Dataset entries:
====================
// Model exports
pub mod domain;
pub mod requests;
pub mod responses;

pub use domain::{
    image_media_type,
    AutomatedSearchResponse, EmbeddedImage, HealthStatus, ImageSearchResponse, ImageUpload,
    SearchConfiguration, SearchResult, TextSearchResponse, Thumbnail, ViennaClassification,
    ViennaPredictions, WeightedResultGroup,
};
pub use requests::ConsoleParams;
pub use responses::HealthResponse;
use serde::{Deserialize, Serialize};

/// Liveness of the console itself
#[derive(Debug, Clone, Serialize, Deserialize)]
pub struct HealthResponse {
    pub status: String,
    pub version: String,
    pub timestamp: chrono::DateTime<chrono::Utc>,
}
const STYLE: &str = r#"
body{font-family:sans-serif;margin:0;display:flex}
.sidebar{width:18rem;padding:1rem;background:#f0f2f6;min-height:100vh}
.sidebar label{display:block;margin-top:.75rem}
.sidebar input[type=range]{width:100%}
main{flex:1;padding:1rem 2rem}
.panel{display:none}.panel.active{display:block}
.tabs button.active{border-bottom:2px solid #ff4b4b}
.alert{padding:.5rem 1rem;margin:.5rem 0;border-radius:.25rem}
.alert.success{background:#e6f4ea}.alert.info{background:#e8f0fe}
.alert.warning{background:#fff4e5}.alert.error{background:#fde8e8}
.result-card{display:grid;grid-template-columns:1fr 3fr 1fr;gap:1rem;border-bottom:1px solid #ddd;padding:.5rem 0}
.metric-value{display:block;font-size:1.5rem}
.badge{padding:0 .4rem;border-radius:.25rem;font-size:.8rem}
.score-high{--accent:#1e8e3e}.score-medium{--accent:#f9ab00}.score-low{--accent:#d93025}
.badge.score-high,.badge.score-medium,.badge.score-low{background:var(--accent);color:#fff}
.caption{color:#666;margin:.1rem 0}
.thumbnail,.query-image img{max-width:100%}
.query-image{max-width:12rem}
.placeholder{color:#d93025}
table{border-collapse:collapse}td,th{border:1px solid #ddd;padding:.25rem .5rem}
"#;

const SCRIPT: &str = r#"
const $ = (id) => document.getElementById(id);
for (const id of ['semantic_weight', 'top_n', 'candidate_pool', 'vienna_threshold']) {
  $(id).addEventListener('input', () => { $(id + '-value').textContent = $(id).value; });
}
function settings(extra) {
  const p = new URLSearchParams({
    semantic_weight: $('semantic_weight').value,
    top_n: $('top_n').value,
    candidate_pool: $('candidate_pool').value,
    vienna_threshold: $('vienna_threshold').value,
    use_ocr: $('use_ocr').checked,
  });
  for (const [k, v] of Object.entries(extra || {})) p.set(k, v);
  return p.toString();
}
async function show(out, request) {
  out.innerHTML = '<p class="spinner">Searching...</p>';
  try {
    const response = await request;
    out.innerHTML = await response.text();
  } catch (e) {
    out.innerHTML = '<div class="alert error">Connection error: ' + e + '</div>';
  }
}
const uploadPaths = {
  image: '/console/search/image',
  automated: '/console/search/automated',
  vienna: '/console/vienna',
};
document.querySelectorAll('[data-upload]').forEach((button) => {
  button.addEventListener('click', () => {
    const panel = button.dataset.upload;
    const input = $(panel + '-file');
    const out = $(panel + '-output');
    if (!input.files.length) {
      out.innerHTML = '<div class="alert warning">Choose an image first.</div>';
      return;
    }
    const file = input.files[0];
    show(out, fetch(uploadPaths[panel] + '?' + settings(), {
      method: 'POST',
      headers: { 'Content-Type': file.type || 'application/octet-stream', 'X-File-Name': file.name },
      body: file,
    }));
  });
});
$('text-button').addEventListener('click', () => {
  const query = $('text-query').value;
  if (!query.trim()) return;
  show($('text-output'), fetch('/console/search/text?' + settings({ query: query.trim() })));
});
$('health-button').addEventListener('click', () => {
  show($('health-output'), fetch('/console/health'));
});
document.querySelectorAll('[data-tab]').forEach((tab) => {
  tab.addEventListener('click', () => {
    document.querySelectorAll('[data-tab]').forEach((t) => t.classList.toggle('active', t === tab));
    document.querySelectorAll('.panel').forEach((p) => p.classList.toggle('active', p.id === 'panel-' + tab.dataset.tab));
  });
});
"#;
====================
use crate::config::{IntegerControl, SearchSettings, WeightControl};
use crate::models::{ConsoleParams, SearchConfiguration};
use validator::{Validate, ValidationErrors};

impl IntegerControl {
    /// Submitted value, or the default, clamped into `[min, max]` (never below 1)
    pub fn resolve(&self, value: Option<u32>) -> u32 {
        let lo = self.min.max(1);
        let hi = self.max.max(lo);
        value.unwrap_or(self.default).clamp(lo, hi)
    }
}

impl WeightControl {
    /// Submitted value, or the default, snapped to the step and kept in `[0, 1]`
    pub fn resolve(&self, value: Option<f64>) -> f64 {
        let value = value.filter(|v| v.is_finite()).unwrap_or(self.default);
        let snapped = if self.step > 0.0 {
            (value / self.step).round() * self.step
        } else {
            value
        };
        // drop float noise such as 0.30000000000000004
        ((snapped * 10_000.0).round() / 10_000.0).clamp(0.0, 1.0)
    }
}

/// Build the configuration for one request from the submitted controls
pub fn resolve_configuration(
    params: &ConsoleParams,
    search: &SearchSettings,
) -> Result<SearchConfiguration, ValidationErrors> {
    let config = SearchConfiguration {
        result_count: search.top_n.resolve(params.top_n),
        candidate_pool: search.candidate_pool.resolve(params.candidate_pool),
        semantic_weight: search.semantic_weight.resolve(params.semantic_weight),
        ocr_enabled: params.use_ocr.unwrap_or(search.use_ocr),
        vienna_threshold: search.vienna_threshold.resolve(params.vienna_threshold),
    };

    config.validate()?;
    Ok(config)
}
====================
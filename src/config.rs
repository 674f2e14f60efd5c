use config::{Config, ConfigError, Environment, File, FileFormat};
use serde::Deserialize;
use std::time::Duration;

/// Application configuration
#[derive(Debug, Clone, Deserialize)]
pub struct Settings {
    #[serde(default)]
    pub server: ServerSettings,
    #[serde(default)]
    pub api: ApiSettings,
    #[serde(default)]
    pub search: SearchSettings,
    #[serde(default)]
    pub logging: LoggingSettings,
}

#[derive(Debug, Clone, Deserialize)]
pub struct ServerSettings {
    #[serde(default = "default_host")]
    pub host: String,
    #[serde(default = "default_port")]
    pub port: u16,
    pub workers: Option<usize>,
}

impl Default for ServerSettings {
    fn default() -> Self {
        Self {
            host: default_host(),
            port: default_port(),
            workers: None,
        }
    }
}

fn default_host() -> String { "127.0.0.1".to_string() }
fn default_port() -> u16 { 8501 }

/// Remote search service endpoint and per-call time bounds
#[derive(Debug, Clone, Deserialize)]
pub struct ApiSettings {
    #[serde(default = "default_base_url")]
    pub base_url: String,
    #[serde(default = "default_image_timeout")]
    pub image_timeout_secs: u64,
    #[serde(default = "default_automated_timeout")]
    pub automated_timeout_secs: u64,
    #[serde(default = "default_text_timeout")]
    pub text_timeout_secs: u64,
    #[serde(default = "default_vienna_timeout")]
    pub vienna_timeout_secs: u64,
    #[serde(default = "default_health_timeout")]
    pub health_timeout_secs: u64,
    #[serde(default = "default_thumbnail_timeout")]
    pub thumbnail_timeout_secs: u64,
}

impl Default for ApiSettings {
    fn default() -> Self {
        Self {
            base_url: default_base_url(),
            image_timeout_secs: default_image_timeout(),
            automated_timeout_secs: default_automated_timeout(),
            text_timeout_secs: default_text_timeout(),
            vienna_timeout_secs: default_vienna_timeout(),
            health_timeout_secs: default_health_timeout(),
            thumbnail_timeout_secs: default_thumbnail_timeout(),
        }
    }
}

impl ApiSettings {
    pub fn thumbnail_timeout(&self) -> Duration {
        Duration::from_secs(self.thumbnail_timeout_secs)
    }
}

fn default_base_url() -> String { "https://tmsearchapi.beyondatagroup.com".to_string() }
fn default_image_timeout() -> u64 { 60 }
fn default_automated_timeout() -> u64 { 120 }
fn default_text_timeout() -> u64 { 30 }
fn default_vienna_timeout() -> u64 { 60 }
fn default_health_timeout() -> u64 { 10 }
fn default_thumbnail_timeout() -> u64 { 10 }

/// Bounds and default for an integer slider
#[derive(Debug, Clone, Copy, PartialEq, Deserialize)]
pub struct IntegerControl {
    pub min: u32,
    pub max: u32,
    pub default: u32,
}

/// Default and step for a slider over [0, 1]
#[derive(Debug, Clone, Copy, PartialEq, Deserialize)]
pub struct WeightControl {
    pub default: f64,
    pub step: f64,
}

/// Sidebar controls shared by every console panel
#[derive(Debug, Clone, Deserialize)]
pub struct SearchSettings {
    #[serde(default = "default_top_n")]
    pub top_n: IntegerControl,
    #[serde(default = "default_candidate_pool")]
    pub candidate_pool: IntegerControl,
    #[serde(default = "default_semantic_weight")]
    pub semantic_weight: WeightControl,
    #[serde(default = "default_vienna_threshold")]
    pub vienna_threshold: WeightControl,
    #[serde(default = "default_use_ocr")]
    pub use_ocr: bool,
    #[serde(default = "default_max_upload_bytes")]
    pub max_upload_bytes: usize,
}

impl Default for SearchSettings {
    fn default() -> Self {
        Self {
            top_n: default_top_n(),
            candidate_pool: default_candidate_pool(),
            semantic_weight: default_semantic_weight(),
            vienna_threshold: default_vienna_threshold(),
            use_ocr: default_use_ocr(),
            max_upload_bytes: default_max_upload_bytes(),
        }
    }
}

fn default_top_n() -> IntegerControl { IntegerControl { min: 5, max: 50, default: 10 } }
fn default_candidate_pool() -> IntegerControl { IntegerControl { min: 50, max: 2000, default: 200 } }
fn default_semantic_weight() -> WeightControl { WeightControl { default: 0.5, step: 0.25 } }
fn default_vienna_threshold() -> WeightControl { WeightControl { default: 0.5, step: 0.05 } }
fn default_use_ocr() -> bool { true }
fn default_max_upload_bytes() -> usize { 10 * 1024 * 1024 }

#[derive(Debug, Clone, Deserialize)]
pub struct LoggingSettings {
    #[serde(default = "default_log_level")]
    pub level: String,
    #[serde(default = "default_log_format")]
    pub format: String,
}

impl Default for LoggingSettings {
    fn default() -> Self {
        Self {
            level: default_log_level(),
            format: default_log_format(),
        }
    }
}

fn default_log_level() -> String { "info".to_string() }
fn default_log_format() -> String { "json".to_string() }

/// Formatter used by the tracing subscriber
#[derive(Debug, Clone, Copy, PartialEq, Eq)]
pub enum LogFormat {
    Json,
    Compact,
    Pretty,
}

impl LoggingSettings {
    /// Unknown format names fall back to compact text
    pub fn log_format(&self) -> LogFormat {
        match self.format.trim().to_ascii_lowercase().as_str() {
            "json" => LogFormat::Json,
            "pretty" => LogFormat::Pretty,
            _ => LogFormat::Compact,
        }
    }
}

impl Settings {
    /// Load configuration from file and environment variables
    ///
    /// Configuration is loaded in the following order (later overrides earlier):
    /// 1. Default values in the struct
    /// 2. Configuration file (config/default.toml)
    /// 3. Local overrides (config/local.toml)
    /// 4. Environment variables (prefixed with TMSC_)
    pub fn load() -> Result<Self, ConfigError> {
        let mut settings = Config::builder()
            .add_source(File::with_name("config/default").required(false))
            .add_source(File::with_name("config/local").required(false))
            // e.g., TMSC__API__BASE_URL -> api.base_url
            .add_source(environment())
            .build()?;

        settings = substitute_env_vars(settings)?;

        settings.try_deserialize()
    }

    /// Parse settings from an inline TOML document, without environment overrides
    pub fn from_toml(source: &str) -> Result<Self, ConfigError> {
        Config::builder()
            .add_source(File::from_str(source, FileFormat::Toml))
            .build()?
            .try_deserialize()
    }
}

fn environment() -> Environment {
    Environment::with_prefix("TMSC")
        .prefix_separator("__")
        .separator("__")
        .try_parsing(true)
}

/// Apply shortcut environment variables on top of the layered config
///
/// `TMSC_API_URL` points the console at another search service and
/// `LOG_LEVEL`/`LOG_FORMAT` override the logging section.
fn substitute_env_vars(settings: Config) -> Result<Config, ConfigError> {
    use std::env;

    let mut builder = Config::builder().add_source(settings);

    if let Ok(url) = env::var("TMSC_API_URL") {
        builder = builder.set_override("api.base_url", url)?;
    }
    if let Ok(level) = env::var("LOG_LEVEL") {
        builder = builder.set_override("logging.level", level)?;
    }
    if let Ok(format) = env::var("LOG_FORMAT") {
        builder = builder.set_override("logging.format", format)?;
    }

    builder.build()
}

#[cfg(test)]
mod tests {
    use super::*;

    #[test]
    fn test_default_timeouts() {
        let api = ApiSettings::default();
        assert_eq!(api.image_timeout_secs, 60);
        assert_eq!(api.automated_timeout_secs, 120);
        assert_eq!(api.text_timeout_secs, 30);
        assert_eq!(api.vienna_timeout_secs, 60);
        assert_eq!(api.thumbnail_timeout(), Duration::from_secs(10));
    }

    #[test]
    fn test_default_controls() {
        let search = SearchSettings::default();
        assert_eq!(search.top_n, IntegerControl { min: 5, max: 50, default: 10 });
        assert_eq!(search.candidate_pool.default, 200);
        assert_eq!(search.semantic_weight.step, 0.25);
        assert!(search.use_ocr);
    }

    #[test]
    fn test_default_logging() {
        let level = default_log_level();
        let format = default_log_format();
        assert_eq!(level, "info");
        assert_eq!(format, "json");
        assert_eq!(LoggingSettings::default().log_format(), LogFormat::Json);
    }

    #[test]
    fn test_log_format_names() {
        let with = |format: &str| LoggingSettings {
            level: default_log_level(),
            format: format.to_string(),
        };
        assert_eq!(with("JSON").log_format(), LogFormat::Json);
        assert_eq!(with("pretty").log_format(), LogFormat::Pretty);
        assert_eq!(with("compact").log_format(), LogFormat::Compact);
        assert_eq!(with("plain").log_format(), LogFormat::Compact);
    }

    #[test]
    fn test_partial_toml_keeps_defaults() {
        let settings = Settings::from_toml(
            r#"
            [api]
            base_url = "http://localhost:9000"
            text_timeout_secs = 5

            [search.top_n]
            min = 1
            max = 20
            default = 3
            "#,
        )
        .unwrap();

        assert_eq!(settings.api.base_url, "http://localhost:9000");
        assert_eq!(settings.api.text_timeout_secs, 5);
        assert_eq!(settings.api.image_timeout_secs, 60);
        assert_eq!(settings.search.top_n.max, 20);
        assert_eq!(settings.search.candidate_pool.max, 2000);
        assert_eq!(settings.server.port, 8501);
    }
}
====================
§ Problem description
If a line in the entries contains the word "medium", copy that line out.

§ Response below
.score-high{--accent:#1e8e3e}.score-medium{--accent:#f9ab00}.score-low{--accent:#d93025}
.badge.score-high,.badge.score-medium,.badge.score-low{background:var(--accent);color:#fff}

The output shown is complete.